The material sensitive probe may utilize a Compton scattered X-ray 
radiation, a Raman spectrum, an infrared spectrum, the nuclear quadrupole 
resonance effect, a wave of microwave energy modified by dielectric 
material property, or reflected millimeter wave (microwave) field. The 
material sensitive probe may have directional properties such as a 
coherent scatter probe. 
X-ray radiation is employed by exposing the examined item at multiple 
locations to a fan beam of X-rays, detecting X-ray radiation transmitted 
through or scattered from the examined item, and processing the detected 
X-ray data to identify the suspicious region. The detection is performed 
by detecting X-ray radiation transmitted through, back-scattered or 
forward-scattered from the examined item. 
The introduced X-ray radiation may be a fan beam or a pencil beam generated 
at least one energy. 
The detection of coherently scattered X-rays may be performed by employing 
a position sensitive or an energy sensitive X-ray detector.
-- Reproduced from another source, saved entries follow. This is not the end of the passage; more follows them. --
// SPDX-License-Identifier: Apache-2.0
// Copyright (c) 2025 Polyframe Inc.

//! Brepkit solid modeling kernel
//!
//! A boundary-representation kernel on a half-edge data structure.
//! Provides box primitives, boolean operations between solids, topology
//! validation, and tessellation into render-ready triangle buffers.

pub mod boolean;
pub mod error;
pub mod geometry;
pub mod mesh;
pub mod primitives;
pub mod tolerance;
pub mod topo;

pub use boolean::{
    boolean_operation, intersect, subtract, union, BooleanOp, BooleanOptions, BooleanResult,
};
pub use error::{KernelError, Result};
pub use geometry::{BoundingBox, Plane};
pub use mesh::{
    create_empty_mesh, merge_meshes, tessellate, Mesh, TessellationOptions,
    DEFAULT_ANGULAR_TOLERANCE, DEFAULT_CHORD_TOLERANCE,
};
pub use primitives::{create_box, BoxParams};
pub use tolerance::{ToleranceContext, DEFAULT_LINEAR_TOLERANCE};
pub use topo::{
    validate_body, BodyId, FaceId, HalfEdgeId, LoopId, ShellId, TopoModel, ValidationReport,
    VertexId,
};
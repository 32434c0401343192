use crate::error::ImportError;
use common::model::category::Category;
use common::model::csv::{CategoryRecord, ProductRecord};
use common::model::product::Product;

/// Turns one decoded record into an entity ready to be written.
pub trait ItemMapper<I> {
    type Output;

    fn map(&self, item: &I) -> Result<Self::Output, ImportError>;
}

/// Resolves a category by id while products are being mapped.
pub trait CategoryLookup {
    fn find_category_by_id(&self, id: i64) -> Result<Option<Category>, ImportError>;
}

/// Copies the three columns of a category line. Never fails and never touches
/// the store.
#[derive(Debug, Default, Clone, Copy)]
pub struct CategoryMapper;

impl ItemMapper<CategoryRecord> for CategoryMapper {
    type Output = Category;

    fn map(&self, item: &CategoryRecord) -> Result<Category, ImportError> {
        Ok(Category::new(item.id, &item.name, &item.description))
    }
}

/// Binds a product line to its stored category.
pub struct ProductMapper<'a, L: ?Sized> {
    lookup: &'a L,
}

impl<'a, L: CategoryLookup + ?Sized> ProductMapper<'a, L> {
    pub fn new(lookup: &'a L) -> Self {
        Self { lookup }
    }
}

impl<L: CategoryLookup + ?Sized> ItemMapper<ProductRecord> for ProductMapper<'_, L> {
    type Output = Product;

    fn map(&self, item: &ProductRecord) -> Result<Product, ImportError> {
        let category = self
            .lookup
            .find_category_by_id(item.category_id)?
            .ok_or(ImportError::CategoryNotFound(item.category_id))?;

        Ok(Product::new(
            item.id,
            &item.name,
            &item.description,
            item.price,
            category,
        ))
    }
}

#[cfg(test)]
mod tests {
    use super::*;
    use std::cell::RefCell;
    use std::collections::HashMap;

    #[derive(Default)]
    struct MapLookup {
        categories: HashMap<i64, Category>,
        calls: RefCell<Vec<i64>>,
    }

    impl CategoryLookup for MapLookup {
        fn find_category_by_id(&self, id: i64) -> Result<Option<Category>, ImportError> {
            self.calls.borrow_mut().push(id);
            Ok(self.categories.get(&id).cloned())
        }
    }

    fn product_record(category_id: i64) -> ProductRecord {
        ProductRecord {
            id: 10,
            name: "Dune".into(),
            description: "Frank Herbert novel".into(),
            price: 19.99,
            category_id,
        }
    }

    #[test]
    fn category_fields_are_copied_verbatim() {
        let record = CategoryRecord {
            id: 7,
            name: " Books ".into(),
            description: "Printed and digital books".into(),
        };

        let category = CategoryMapper.map(&record).unwrap();

        assert_eq!(
            category,
            Category::new(7, " Books ", "Printed and digital books")
        );
    }

    #[test]
    fn product_is_bound_to_resolved_category() {
        let books = Category::new(1, "Books", "Printed and digital books");
        let lookup = MapLookup {
            categories: HashMap::from([(1, books.clone())]),
            ..Default::default()
        };

        let product = ProductMapper::new(&lookup).map(&product_record(1)).unwrap();

        assert_eq!(product.category, books);
        assert_eq!(product.price, 19.99);
        assert_eq!(*lookup.calls.borrow(), vec![1]);
    }

    #[test]
    fn unknown_category_carries_missing_id() {
        let lookup = MapLookup::default();

        let err = ProductMapper::new(&lookup)
            .map(&product_record(42))
            .unwrap_err();

        assert!(matches!(err, ImportError::CategoryNotFound(42)));
        assert_eq!(err.to_string(), "referenced category not found: 42");
    }
}
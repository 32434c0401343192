use serde::Serialize;
use std::fmt;

/// Lifecycle of one run of the catalog import job.
///
/// ```text
/// Pending -> ImportingCategories -> ImportingProducts -> Completed
///                   |                       |
///                   +------> Failed <-------+
/// ```
///
/// `Completed` and `Failed` are terminal. `Completed` carries a one-line summary of
/// the run, `Failed` the cause that aborted it.
#[derive(Clone, Debug, PartialEq, Serialize)]
pub enum JobStatus {
    Pending,
    ImportingCategories,
    ImportingProducts,
    Completed(String),
    Failed(String),
}

impl JobStatus {
    pub fn is_terminal(&self) -> bool {
        matches!(self, JobStatus::Completed(_) | JobStatus::Failed(_))
    }

    /// Whether the job may move from `self` to `next`.
    pub fn can_transition_to(&self, next: &JobStatus) -> bool {
        use JobStatus::*;
        matches!(
            (self, next),
            (Pending, ImportingCategories)
                | (Pending, Failed(_))
                | (ImportingCategories, ImportingProducts)
                | (ImportingCategories, Failed(_))
                | (ImportingProducts, Completed(_))
                | (ImportingProducts, Failed(_))
        )
    }
}

impl fmt::Display for JobStatus {
    fn fmt(&self, f: &mut fmt::Formatter<'_>) -> fmt::Result {
        let label = match self {
            JobStatus::Pending => "PENDING",
            JobStatus::ImportingCategories => "IMPORTING_CATEGORIES",
            JobStatus::ImportingProducts => "IMPORTING_PRODUCTS",
            JobStatus::Completed(_) => "COMPLETED",
            JobStatus::Failed(_) => "FAILED",
        };
        f.write_str(label)
    }
}

/// Entry of the job history: one per launched run token.
#[derive(Clone, Debug, PartialEq, Serialize)]
pub struct JobRecord {
    pub job_name: String,
    pub run_token: i64,
    /// Unique id of this execution (uuid v4).
    pub execution_id: String,
    pub status: JobStatus,
}
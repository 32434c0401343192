use thiserror::Error;

/// Constraint violations detected on a catalog entity before it is persisted.
///
/// Each variant carries the id of the offending entity so the failure can be
/// traced back to the source line of the import file.
#[derive(Debug, Clone, PartialEq, Error)]
pub enum ValidationError {
    #[error("{entity} {id}: name must not be blank")]
    BlankName { entity: &'static str, id: i64 },

    #[error("{entity} {id}: description must not be blank")]
    BlankDescription { entity: &'static str, id: i64 },

    #[error("category {id}: description must be at least {min} characters, got {actual}")]
    DescriptionTooShort { id: i64, min: usize, actual: usize },

    #[error("product {id}: price must be greater than 0 and finite, got {price}")]
    NonPositivePrice { id: i64, price: f64 },
}
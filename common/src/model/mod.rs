pub mod category;
pub mod csv;
pub mod product;
pub mod validation;
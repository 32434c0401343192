use crate::job_controller::state::JobsState;
use actix_web::{web, HttpResponse, Responder};

pub(crate) async fn process(state: web::Data<JobsState>) -> impl Responder {
    HttpResponse::Ok().json(state.list().await)
}
use crate::error::DecodeError;
use csv::{ReaderBuilder, StringRecord, Terminator, WriterBuilder};
use serde::de::DeserializeOwned;
use std::fs::File;
use std::io::Read;
use std::marker::PhantomData;
use std::path::Path;

/// Lazily decodes the data lines of a delimited file into `T`.
///
/// The first line is always discarded as the header. Fields are bound to `T` by
/// position against the declared column names, so a header with different
/// titles (or a different language) still imports. Each call to `next` reads one
/// line: a malformed line yields an `Err` for that line only and iteration goes on
/// with the following one. The sequence cannot be restarted.
pub struct CsvRecordReader<T, R = File> {
    inner: csv::Reader<R>,
    columns: StringRecord,
    record: StringRecord,
    exhausted: bool,
    _marker: PhantomData<T>,
}

impl<T: DeserializeOwned> CsvRecordReader<T, File> {
    pub fn open(path: impl AsRef<Path>, columns: &[&str]) -> Result<Self, DecodeError> {
        let path = path.as_ref();
        let file = File::open(path).map_err(|e| DecodeError::Open {
            path: path.to_path_buf(),
            source: e.into(),
        })?;
        Ok(Self::from_reader(file, columns))
    }
}

impl<T: DeserializeOwned, R: Read> CsvRecordReader<T, R> {
    pub fn from_reader(rdr: R, columns: &[&str]) -> Self {
        Self {
            inner: builder().from_reader(rdr),
            columns: StringRecord::from(columns.to_vec()),
            record: StringRecord::new(),
            exhausted: false,
            _marker: PhantomData,
        }
    }

    fn decode_current(&self) -> Result<T, DecodeError> {
        let line = self.record.position().map_or(0, |p| p.line());
        let raw = raw_line(&self.record);

        if self.record.len() != self.columns.len() {
            return Err(DecodeError::ColumnCount {
                line,
                expected: self.columns.len(),
                found: self.record.len(),
                raw,
            });
        }

        self.record
            .deserialize(Some(&self.columns))
            .map_err(|e| DecodeError::Field {
                line,
                message: e.to_string(),
                raw,
            })
    }
}

/// Writes the record back as one delimited line, quoting fields where needed.
fn raw_line(record: &StringRecord) -> String {
    let mut wtr = WriterBuilder::new()
        .flexible(true)
        .terminator(Terminator::Any(b'\n'))
        .from_writer(Vec::new());
    let bytes = wtr
        .write_record(record)
        .ok()
        .and_then(|()| wtr.into_inner().ok())
        .unwrap_or_default();
    String::from_utf8_lossy(&bytes).trim_end_matches('\n').to_string()
}

fn builder() -> ReaderBuilder {
    let mut builder = ReaderBuilder::new();
    // Column counts are checked per line against the declared columns, not
    // against the header.
    builder.has_headers(true).flexible(true);
    builder
}

impl<T: DeserializeOwned, R: Read> Iterator for CsvRecordReader<T, R> {
    type Item = Result<T, DecodeError>;

    fn next(&mut self) -> Option<Self::Item> {
        if self.exhausted {
            return None;
        }
        match self.inner.read_record(&mut self.record) {
            Ok(true) => Some(self.decode_current()),
            Ok(false) => {
                self.exhausted = true;
                None
            }
            Err(e) => {
                // A broken stream cannot be resumed; anything else (bad UTF-8 on
                // one line) only spoils that line.
                if e.is_io_error() {
                    self.exhausted = true;
                }
                Some(Err(DecodeError::Read(e)))
            }
        }
    }
}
DESCRIPTION OF THE PREFERRED EMBODIMENTS 
Referring to FIG. 1, an X-ray inspection system 10 includes a level one 
x-ray inspection device 12, such as VIVID Rapid Detection System 
(available from Vivid Technologies, Inc., Waltham, Mass.), which examines 
items of baggage being transported on a conveyor 16. When device 12 
examines an item of baggage 14A and evaluates the item as free of regions 
that could contain contraband, the item is automatically directed by a 
baggage pusher 18 to proceed further on conveyor 20. If device 12 detects 
possible presence of contraband, pusher 18 directs baggage 14B to conveyor 
22 that transports the baggage to an X-ray inspection device 30, such as a 
modified version of a QDR 4500 scanner (available from Hologic, Inc., 
Waltham, Mass.). An operator located at a remote location 32 can oversee 
the entire inspection process, evaluate data detected and processed by 
inspection device 12 and direct operation of inspection device 30. 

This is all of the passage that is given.